EXERCISE -
Count every line in the entries that holds the word "LogStore". The reply is that count alone.

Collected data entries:
§

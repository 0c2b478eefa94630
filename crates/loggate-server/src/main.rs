// Copyright 2025-Present Datadog, Inc. https://www.datadoghq.com/
// SPDX-License-Identifier: Apache-2.0

#![cfg_attr(not(test), deny(clippy::panic))]
#![cfg_attr(not(test), deny(clippy::unwrap_used))]
#![cfg_attr(not(test), deny(clippy::expect_used))]
#![cfg_attr(not(test), deny(clippy::todo))]
#![cfg_attr(not(test), deny(clippy::unimplemented))]

use std::{env, sync::Arc};

use tokio_util::sync::CancellationToken;
use tracing::{debug, error, info};
use tracing_subscriber::EnvFilter;

use loggate_agent::{
    config::Config,
    query::QueryEngine,
    queue::IngestionQueue,
    server::LogAgent,
    service::IngestionService,
    stats::StatsAggregator,
    storage::{memory::MemoryLogStore, LogStore},
};

#[tokio::main]
pub async fn main() {
    let log_level = env::var("LOG_LEVEL")
        .map(|val| val.to_lowercase())
        .unwrap_or("info".to_string());

    let env_filter = format!("h2=off,hyper=off,{}", log_level);

    #[allow(clippy::expect_used)]
    let subscriber = tracing_subscriber::fmt::Subscriber::builder()
        .with_env_filter(
            EnvFilter::try_new(env_filter).expect("could not parse log level in configuration"),
        )
        .with_level(true)
        .with_thread_names(false)
        .with_thread_ids(false)
        .with_line_number(false)
        .with_file(false)
        .with_target(true)
        .without_time()
        .finish();

    #[allow(clippy::expect_used)]
    tracing::subscriber::set_global_default(subscriber).expect("setting default subscriber failed");

    debug!("Logging subsystem enabled");

    let config = match Config::from_env() {
        Ok(c) => Arc::new(c),
        Err(e) => {
            error!("Error creating config on log agent startup: {e}");
            return;
        }
    };

    // The production document-store adapter implements LogStore outside
    // this workspace; default wiring keeps everything in process.
    let store: Arc<dyn LogStore> = Arc::new(MemoryLogStore::new());

    let queue = Arc::new(IngestionQueue::new(
        Arc::clone(&store),
        config.queue_buffer_size,
        config.batch_size,
        config.flush_period(),
        config.flush_timeout(),
    ));
    queue.start();

    let ingestion = Arc::new(IngestionService::new(Arc::clone(&queue)));
    let query = Arc::new(QueryEngine::new(Arc::clone(&store), config.query_timeout()));
    let stats = Arc::new(StatsAggregator::new(
        Arc::clone(&store),
        config.stats_ttl(),
        config.sampling_threshold,
        config.sample_size,
        config.stats_timeout(),
    ));

    let agent = LogAgent {
        config: Arc::clone(&config),
        ingestion,
        query,
        stats,
    };

    let shutdown = CancellationToken::new();
    let server_shutdown = shutdown.clone();
    let server_handle = tokio::spawn(async move {
        if let Err(e) = agent.run(server_shutdown).await {
            error!("Error running log agent server: {e}");
        }
    });

    info!("Log agent starting on port {}", config.server_port);

    match tokio::signal::ctrl_c().await {
        Ok(()) => info!("Shutting down gracefully..."),
        Err(e) => error!("Failed to listen for shutdown signal: {e}"),
    }

    // Stop accepting connections, then drain the ingestion queue so
    // everything accepted so far reaches storage.
    shutdown.cancel();
    let _ = server_handle.await;
    queue.stop().await;

    info!("Log agent stopped");
}
// Copyright 2025-Present Datadog, Inc. https://www.datadoghq.com/
// SPDX-License-Identifier: Apache-2.0

use std::env;
use std::time::Duration;

use crate::error::ConfigError;

const DEFAULT_SERVER_PORT: u16 = 50051;

/// Configuration for the log agent.
///
/// Constructed once at startup (from the environment or defaults) and
/// passed explicitly into each component; no ambient global state.
#[derive(Debug, Clone)]
pub struct Config {
    /// TCP port the agent listens on.
    pub server_port: u16,
    /// Capacity of the bounded ingestion buffer, in records.
    pub queue_buffer_size: usize,
    /// Maximum number of records per persisted batch.
    pub batch_size: usize,
    /// How often the worker flushes a partially filled batch, in seconds.
    pub flush_period_secs: u64,
    /// Timeout for one insert-many call on the flush path, in seconds.
    pub flush_timeout_secs: u64,
    /// Timeout for a synchronous query, in seconds.
    pub query_timeout_secs: u64,
    /// Timeout for one statistics recomputation, in seconds.
    pub stats_timeout_secs: u64,
    /// How long a computed statistics snapshot stays fresh, in seconds.
    pub stats_ttl_secs: u64,
    /// Corpus size above which statistics are computed over a sample.
    pub sampling_threshold: u64,
    /// Number of records sampled when the threshold is exceeded.
    pub sample_size: usize,
    /// Maximum accepted request body size, in bytes.
    pub max_request_content_length: usize,
    /// Log level (e.g., trace, debug, info, warn, error).
    pub log_level: String,
}

impl Default for Config {
    fn default() -> Self {
        Self {
            server_port: DEFAULT_SERVER_PORT,
            queue_buffer_size: 1000,
            batch_size: 100,
            flush_period_secs: 5,
            flush_timeout_secs: 30,
            query_timeout_secs: 5,
            stats_timeout_secs: 5,
            stats_ttl_secs: 60,
            sampling_threshold: 1_000_000,
            sample_size: 10_000,
            max_request_content_length: 10 * 1024 * 1024, // 10MB in Bytes
            log_level: "info".to_string(),
        }
    }
}

impl Config {
    /// Create configuration from environment variables, falling back to
    /// defaults for anything unset or unparseable.
    pub fn from_env() -> Result<Self, ConfigError> {
        let defaults = Config::default();

        let config = Self {
            server_port: env_parse("SERVER_PORT", defaults.server_port),
            queue_buffer_size: env_parse("LOG_BUFFER_SIZE", defaults.queue_buffer_size),
            batch_size: env_parse("LOG_BATCH_SIZE", defaults.batch_size),
            flush_period_secs: env_parse("LOG_FLUSH_PERIOD", defaults.flush_period_secs),
            flush_timeout_secs: env_parse("LOG_FLUSH_TIMEOUT", defaults.flush_timeout_secs),
            query_timeout_secs: env_parse("QUERY_TIMEOUT", defaults.query_timeout_secs),
            stats_timeout_secs: env_parse("STATS_TIMEOUT", defaults.stats_timeout_secs),
            stats_ttl_secs: env_parse("STATS_CACHE_TTL", defaults.stats_ttl_secs),
            sampling_threshold: env_parse("STATS_SAMPLING_THRESHOLD", defaults.sampling_threshold),
            sample_size: env_parse("STATS_SAMPLE_SIZE", defaults.sample_size),
            max_request_content_length: defaults.max_request_content_length,
            log_level: env::var("LOG_LEVEL")
                .map(|val| val.to_lowercase())
                .unwrap_or(defaults.log_level),
        };

        config.validate()?;
        Ok(config)
    }

    /// Validate the configuration.
    pub fn validate(&self) -> Result<(), ConfigError> {
        if self.server_port == 0 {
            return Err(ConfigError::Invalid(
                "server port must be greater than 0".to_string(),
            ));
        }

        if self.queue_buffer_size == 0 {
            return Err(ConfigError::Invalid(
                "queue buffer size must be greater than 0".to_string(),
            ));
        }

        if self.batch_size == 0 {
            return Err(ConfigError::Invalid(
                "batch size must be greater than 0".to_string(),
            ));
        }

        if self.flush_period_secs == 0 {
            return Err(ConfigError::Invalid(
                "flush period must be greater than 0".to_string(),
            ));
        }

        if self.sample_size == 0 {
            return Err(ConfigError::Invalid(
                "sample size must be greater than 0".to_string(),
            ));
        }

        let valid_log_levels = ["trace", "debug", "info", "warn", "error"];
        if !valid_log_levels.contains(&self.log_level.as_str()) {
            return Err(ConfigError::Invalid(format!(
                "invalid log level '{}'. Must be one of: trace, debug, info, warn, error",
                self.log_level
            )));
        }

        Ok(())
    }

    pub fn flush_period(&self) -> Duration {
        Duration::from_secs(self.flush_period_secs)
    }

    pub fn flush_timeout(&self) -> Duration {
        Duration::from_secs(self.flush_timeout_secs)
    }

    pub fn query_timeout(&self) -> Duration {
        Duration::from_secs(self.query_timeout_secs)
    }

    pub fn stats_timeout(&self) -> Duration {
        Duration::from_secs(self.stats_timeout_secs)
    }

    pub fn stats_ttl(&self) -> Duration {
        Duration::from_secs(self.stats_ttl_secs)
    }
}

fn env_parse<T: std::str::FromStr>(key: &str, default: T) -> T {
    env::var(key)
        .ok()
        .and_then(|val| val.parse::<T>().ok())
        .unwrap_or(default)
}
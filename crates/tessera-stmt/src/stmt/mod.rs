//! Statements: heap-allocated and region-allocated encoded records.
//!
//! Every statement is one contiguous buffer:
//!
//! ```text
//! +--------------------+ 0
//! | header (24 bytes)  |
//! +--------------------+ 24
//! | field map          |  slots grow backward, toward the header
//! +--------------------+ data_offset
//! | MessagePack tuple  |
//! | [upsert ops ...]   |
//! +--------------------+ data_offset + bsize
//! ```
//!
//! Heap statements ([`Stmt`]) are reference counted: `clone()` takes a
//! reference and dropping releases it. Region statements ([`RegionStmt`])
//! live in an [`LsRegion`](crate::lsregion::LsRegion) generation, carry no
//! reference count and cannot be cloned.

mod build;
mod header;
mod view;

pub use build::new_surrogate_delete_raw;
pub use header::StmtHeader;
pub use view::StmtView;

use crate::cord::Cord;
use crate::format::TupleFormat;
use crate::functional::FunctionalKeyCache;
use bytes::Bytes;
use parking_lot::Mutex;
use smallvec::SmallVec;
use std::fmt;
use std::sync::atomic::{AtomicBool, Ordering};
use std::sync::Arc;
use tessera_common::{Lsn, Result, StmtFlags, StmtType, TesseraError};
use tracing::debug;

pub(crate) type ExtraTable = SmallVec<[(u32, Arc<FunctionalKeyCache>); 2]>;

struct StmtBlock {
    raw: Box<[u8]>,
    format: Arc<TupleFormat>,
    /// Holds a format reference, taken on the main thread.
    pinned: bool,
    extras: Mutex<ExtraTable>,
    materializing: AtomicBool,
}

impl Drop for StmtBlock {
    fn drop(&mut self) {
        let header = StmtHeader::from_bytes(&self.raw);
        self.extras.get_mut().clear();
        self.format.vtab().destroy(&self.format, &header);
        if self.pinned {
            self.format.release_from_drop();
        }
    }
}

/// Reference-counted heap statement.
#[derive(Clone)]
pub struct Stmt {
    block: Arc<StmtBlock>,
}

impl Stmt {
    /// Wraps a filled buffer; pins the format when built on the main thread.
    pub(crate) fn from_raw(raw: Box<[u8]>, format: &Arc<TupleFormat>, cord: Cord<'_>) -> Self {
        let pinned = match cord.main() {
            Some(token) => {
                format.retain(token);
                true
            }
            None => false,
        };
        debug!(
            format_id = format.id(),
            size = raw.len(),
            pinned,
            "stmt allocated"
        );
        Self {
            block: Arc::new(StmtBlock {
                raw,
                format: format.clone(),
                pinned,
                extras: Mutex::new(SmallVec::new()),
                materializing: AtomicBool::new(false),
            }),
        }
    }

    #[inline]
    pub fn view(&self) -> StmtView<'_> {
        StmtView::new(&self.block.raw, &self.block.format)
    }

    #[inline]
    pub fn format(&self) -> &Arc<TupleFormat> {
        &self.block.format
    }

    /// Number of live references.
    #[inline]
    pub fn refs(&self) -> u32 {
        Arc::strong_count(&self.block) as u32
    }

    /// True if both handles refer to the same statement.
    pub fn ptr_eq(&self, other: &Stmt) -> bool {
        Arc::ptr_eq(&self.block, &other.block)
    }

    /// True if this statement holds a reference to its format.
    pub fn is_pinned(&self) -> bool {
        self.block.pinned
    }

    #[inline]
    pub fn stmt_type(&self) -> StmtType {
        self.view().stmt_type()
    }

    #[inline]
    pub fn lsn(&self) -> Lsn {
        self.view().lsn()
    }

    #[inline]
    pub fn flags(&self) -> StmtFlags {
        self.view().flags()
    }

    #[inline]
    pub fn size(&self) -> usize {
        self.block.raw.len()
    }

    #[inline]
    pub fn is_key(&self) -> bool {
        self.block.format.is_key()
    }

    fn raw_mut(&mut self) -> Result<&mut [u8]> {
        let refs = self.refs();
        match Arc::get_mut(&mut self.block) {
            Some(block) => Ok(&mut block.raw),
            None => Err(TesseraError::StmtShared { refs }),
        }
    }

    /// Sets the LSN; the statement must not be shared.
    pub fn set_lsn(&mut self, lsn: Lsn) -> Result<()> {
        StmtHeader::set_lsn(self.raw_mut()?, lsn);
        Ok(())
    }

    /// Replaces the flags; the statement must not be shared.
    pub fn set_flags(&mut self, flags: StmtFlags) -> Result<()> {
        StmtHeader::set_flags(self.raw_mut()?, flags);
        Ok(())
    }

    /// Changes the type tag; the statement must not be shared.
    pub fn set_type(&mut self, stmt_type: StmtType) -> Result<()> {
        StmtHeader::set_type(self.raw_mut()?, stmt_type);
        Ok(())
    }

    pub(crate) fn extras(&self) -> &Mutex<ExtraTable> {
        &self.block.extras
    }

    /// Number of auxiliary blocks attached to the statement.
    pub fn extra_count(&self) -> usize {
        self.block.extras.lock().len()
    }

    /// Marks the statement as being materialized until the guard drops.
    pub(crate) fn begin_materialize(&self) -> Result<MaterializeGuard<'_>> {
        self.block
            .materializing
            .compare_exchange(false, true, Ordering::AcqRel, Ordering::Acquire)
            .map_err(|_| TesseraError::MaterializeInProgress)?;
        Ok(MaterializeGuard {
            flag: &self.block.materializing,
        })
    }
}

pub(crate) struct MaterializeGuard<'a> {
    flag: &'a AtomicBool,
}

impl Drop for MaterializeGuard<'_> {
    fn drop(&mut self) {
        self.flag.store(false, Ordering::Release);
    }
}

impl fmt::Display for Stmt {
    fn fmt(&self, f: &mut fmt::Formatter<'_>) -> fmt::Result {
        self.view().fmt(f)
    }
}

impl fmt::Debug for Stmt {
    fn fmt(&self, f: &mut fmt::Formatter<'_>) -> fmt::Result {
        f.debug_struct("Stmt")
            .field("refs", &self.refs())
            .field("view", &self.view())
            .finish()
    }
}

/// Statement stored in a generational region.
///
/// Reference counting does not apply: the statement lives exactly as long
/// as its generation (and any handle to it). It cannot be cloned.
pub struct RegionStmt {
    bytes: Bytes,
    /// 1 for UPSERT statements, whose first byte is the apply counter.
    base: usize,
    alloc_id: i64,
    format: Arc<TupleFormat>,
}

impl RegionStmt {
    #[inline]
    pub fn view(&self) -> StmtView<'_> {
        StmtView::new(&self.bytes[self.base..], &self.format)
    }

    pub fn format(&self) -> &Arc<TupleFormat> {
        &self.format
    }

    /// Always 0.
    #[inline]
    pub fn refs(&self) -> u32 {
        0
    }

    pub fn alloc_id(&self) -> i64 {
        self.alloc_id
    }

    /// Counter byte reserved in front of UPSERT statements.
    pub fn upsert_counter(&self) -> Option<u8> {
        (self.base == 1).then(|| self.bytes[0])
    }

    /// Bytes taken from the region, counter byte included.
    pub fn alloc_size(&self) -> usize {
        self.bytes.len()
    }
}

impl fmt::Display for RegionStmt {
    fn fmt(&self, f: &mut fmt::Formatter<'_>) -> fmt::Result {
        self.view().fmt(f)
    }
}

impl fmt::Debug for RegionStmt {
    fn fmt(&self, f: &mut fmt::Formatter<'_>) -> fmt::Result {
        f.debug_struct("RegionStmt")
            .field("alloc_id", &self.alloc_id)
            .field("view", &self.view())
            .finish()
    }
}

§

EXPECTED OUTPUT -
3